Hello fellow reader, my name is Artur. I am the head of the Machine Learning team in Akvelon and you are about to read the tutorial for anomaly detection in time series.
Intro to Anomaly Detection and Data Preparation
During our research, we’ve managed to gather a lot of information from tiny useful pieces all over the internet and we don’t want this knowledge to be lost! That’s exactly why you can exhale and dive into these end-to-end working articles.

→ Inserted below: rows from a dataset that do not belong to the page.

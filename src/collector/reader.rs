//! Per-device register readout with bounded retry.

use tokio::time::Instant;

use thiserror::Error;

use crate::bus::{BusTransport, ParityConfigError, ReadOutcome, SerialSettings, TransportError};
use crate::config::{DeviceDescriptor, ParameterMap};
use crate::storage::Sample;

/// Attempts per parameter before the device is given up for the cycle.
pub const DEFAULT_READ_ATTEMPTS: u32 = 10;

/// Errors that exclude one device from a cycle.
#[derive(Debug, Error)]
pub enum ReadError {
    /// Configured parity is not supported.
    #[error(transparent)]
    Parity(#[from] ParityConfigError),

    /// Retry budget exhausted on one parameter.
    #[error(
        "failed to read '{parameter}' (register {register}) from meter {device_id} after {attempts} attempts: {last_error}"
    )]
    ReadFailure {
        device_id: u8,
        parameter: String,
        register: u16,
        attempts: u32,
        #[source]
        last_error: TransportError,
    },

    /// Non-retryable transport fault.
    #[error("transport fault on meter {device_id}: {source}")]
    Transport {
        device_id: u8,
        #[source]
        source: TransportError,
    },
}

/// Reads every parameter of a device through an exclusively owned transport.
#[derive(Debug)]
pub struct RegisterReader<T> {
    transport: T,
    attempts: u32,
}

impl<T: BusTransport> RegisterReader<T> {
    pub fn new(transport: T) -> Self {
        Self {
            transport,
            attempts: DEFAULT_READ_ATTEMPTS,
        }
    }

    /// Set the per-parameter attempt budget (at least 1).
    pub fn with_attempts(mut self, attempts: u32) -> Self {
        self.attempts = attempts.max(1);
        self
    }

    pub fn transport(&self) -> &T {
        &self.transport
    }

    pub fn transport_mut(&mut self) -> &mut T {
        &mut self.transport
    }

    /// Configure the bus for `device` and read every parameter of `params`.
    ///
    /// The returned sample holds exactly the parameters of `params`, plus the
    /// time spent reading. Any error discards the partial sample.
    ///
    /// # Errors
    /// - `ReadError::Parity` if the device's parity is unsupported
    /// - `ReadError::Transport` on a fault retrying cannot fix
    /// - `ReadError::ReadFailure` once a parameter exhausts its attempts
    pub async fn read_all(
        &mut self,
        device: &DeviceDescriptor,
        params: &ParameterMap,
    ) -> Result<Sample, ReadError> {
        let settings = SerialSettings::from_params(&device.bus)?;
        self.transport
            .configure(&settings)
            .map_err(|source| ReadError::Transport {
                device_id: device.id,
                source,
            })?;
        self.transport.set_slave(device.id);

        let start = Instant::now();
        let mut sample = Sample::new();
        for (parameter, register) in params.iter() {
            let value = self.read_register(device, parameter, register).await?;
            sample.insert(parameter, f64::from(value));
        }
        let elapsed = start.elapsed();

        tracing::debug!(
            device_id = device.id,
            meter = %device.name,
            parameters = params.len(),
            elapsed_ms = elapsed.as_millis() as u64,
            "Meter read"
        );
        Ok(sample.with_read_duration(elapsed))
    }

    async fn read_register(
        &mut self,
        device: &DeviceDescriptor,
        parameter: &str,
        register: u16,
    ) -> Result<f32, ReadError> {
        let mut attempts_left = self.attempts;
        loop {
            attempts_left -= 1;
            match ReadOutcome::from(self.transport.read_float(register).await) {
                ReadOutcome::Value(value) => return Ok(value),
                ReadOutcome::Fatal(source) => {
                    return Err(ReadError::Transport {
                        device_id: device.id,
                        source,
                    });
                }
                ReadOutcome::Transient(kind, error) => {
                    tracing::warn!(
                        device_id = device.id,
                        meter = %device.name,
                        parameter,
                        register,
                        kind = %kind,
                        attempts_left,
                        error = %error,
                        "Failed to read register"
                    );
                    if attempts_left == 0 {
                        return Err(ReadError::ReadFailure {
                            device_id: device.id,
                            parameter: parameter.to_string(),
                            register,
                            attempts: self.attempts,
                            last_error: error,
                        });
                    }
                }
            }
        }
    }
}

#[cfg(test)]
mod tests {
    use super::*;
    use crate::bus::{FakeBus, Parity, ScriptedRead};
    use crate::config::BusParams;
    use crate::storage::READ_DURATION_FIELD;
    use std::time::Duration;

    fn device(id: u8, parity: &str) -> DeviceDescriptor {
        DeviceDescriptor {
            id,
            name: format!("meter-{id}"),
            model_ref: "modelX.yml".to_string(),
            bus: BusParams {
                baudrate: 9600,
                bytesize: 8,
                parity: parity.to_string(),
                stopbits: 1,
                timeout: 0.5,
            },
        }
    }

    fn params() -> ParameterMap {
        [("power", 100), ("voltage", 102)].into_iter().collect()
    }

    #[tokio::test]
    async fn test_read_all() {
        let bus = FakeBus::new()
            .with_value(1, 100, 230.5)
            .with_value(1, 102, 11.2);
        let mut reader = RegisterReader::new(bus);

        let sample = reader.read_all(&device(1, "even"), &params()).await.unwrap();
        assert_eq!(sample.values().len(), 2);
        assert_eq!(sample.get("power"), Some(230.5));
        assert_eq!(sample.get("voltage"), Some(f64::from(11.2f32)));
        assert!(sample.fields()[READ_DURATION_FIELD] >= 0.0);

        let configured = reader.transport().configured();
        assert_eq!(configured.len(), 1);
        assert_eq!(configured[0].0, 1);
        assert_eq!(configured[0].1.parity, Parity::Even);
        assert_eq!(configured[0].1.timeout, Duration::from_millis(500));
    }

    #[tokio::test]
    async fn test_retry_then_success() {
        let mut answers = vec![ScriptedRead::Timeout; 5];
        answers.extend([ScriptedRead::Malformed, ScriptedRead::Decode, ScriptedRead::Io]);
        answers.push(ScriptedRead::Exception(crate::bus::EXCEPTION_SLAVE_BUSY));
        answers.push(ScriptedRead::Value(42.0));
        let bus = FakeBus::new()
            .script(1, 100, answers)
            .with_value(1, 102, 1.0);
        let mut reader = RegisterReader::new(bus);

        let sample = reader.read_all(&device(1, "none"), &params()).await.unwrap();
        assert_eq!(sample.get("power"), Some(42.0));
        assert_eq!(reader.transport().read_count(1, 100), 10);
    }

    #[tokio::test]
    async fn test_budget_exhausted() {
        let bus = FakeBus::new()
            .with_value(1, 100, 1.0)
            .script(1, 102, [ScriptedRead::Timeout]);
        let mut reader = RegisterReader::new(bus);

        let err = reader.read_all(&device(1, "none"), &params()).await.unwrap_err();
        match err {
            ReadError::ReadFailure {
                device_id,
                parameter,
                register,
                attempts,
                last_error,
            } => {
                assert_eq!(device_id, 1);
                assert_eq!(parameter, "voltage");
                assert_eq!(register, 102);
                assert_eq!(attempts, DEFAULT_READ_ATTEMPTS);
                assert!(matches!(last_error, TransportError::Timeout(_)));
            }
            other => panic!("unexpected error: {other:?}"),
        }
        assert_eq!(reader.transport().read_count(1, 102), 10);
    }

    #[tokio::test]
    async fn test_fatal_not_retried() {
        let bus = FakeBus::new().script(1, 100, [ScriptedRead::Exception(0x02)]);
        let mut reader = RegisterReader::new(bus);

        let err = reader.read_all(&device(1, "none"), &params()).await.unwrap_err();
        assert!(matches!(
            err,
            ReadError::Transport {
                device_id: 1,
                source: TransportError::Exception { code: 0x02 }
            }
        ));
        assert_eq!(reader.transport().read_count(1, 100), 1);
        assert_eq!(reader.transport().read_count(1, 102), 0);
    }

    #[tokio::test]
    async fn test_invalid_parity() {
        let bus = FakeBus::new().with_value(1, 100, 1.0);
        let mut reader = RegisterReader::new(bus);

        let err = reader.read_all(&device(1, "invalid"), &params()).await.unwrap_err();
        assert!(matches!(err, ReadError::Parity(ref e) if e.value == "invalid"));
        assert!(reader.transport().reads().is_empty());
        assert!(reader.transport().configured().is_empty());
    }

    #[tokio::test]
    async fn test_configure_failure() {
        let bus = FakeBus::new().with_configure_failure();
        let mut reader = RegisterReader::new(bus);

        let err = reader.read_all(&device(3, "odd"), &params()).await.unwrap_err();
        assert!(matches!(
            err,
            ReadError::Transport {
                device_id: 3,
                source: TransportError::Serial(_)
            }
        ));
    }

    #[tokio::test]
    async fn test_custom_attempts() {
        let bus = FakeBus::new().script(1, 100, [ScriptedRead::Io]);
        let mut reader = RegisterReader::new(bus).with_attempts(0);

        let err = reader.read_all(&device(1, "none"), &params()).await.unwrap_err();
        assert!(matches!(err, ReadError::ReadFailure { attempts: 1, .. }));
        assert_eq!(reader.transport_mut().read_count(1, 100), 1);
    }
}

2 more parts are coming very soon, stay in touch and don’t miss them! These items will become links to the next chapters:
- Part II — Implementation of ARIMA, CNN, and LSTM
- Part III — Eventually easier than it seemed
Let’s get this started!
First of all, let’s define what an anomaly detection problem is in general
Anomaly Detection — is the identification of rare items, events, or patterns that significantly differ from the majority of the data.
Well, basically, the anomaly is something that makes no or little sense when you look at it from the high ground.
And it brings us to the fact that anomalies are extremely context-dependent. And also, different people may consider different pieces of data as anomalies.
Why do we bother finding anomalies?
Imagine the situation — you are the Co-founder and CTO in a small startup company. Your company has 1 web application and every single client really matters for success. One day a smart client found the backdoor in your app and started to send direct large queries to your database. The CPU usage has changed because of these queries but it stayed in normal boundaries.
The data may leak for a very long period of time, and when somebody else will find this backdoor and make it public, it may cause enormous damage. And this situation is not about the code quality, there is always the risk that mistakes and backdoors may appear in your app and codebase. This situation is about the drawing of your attention (as CTO and one of the main decision-makers) to reveal the issue and save your business.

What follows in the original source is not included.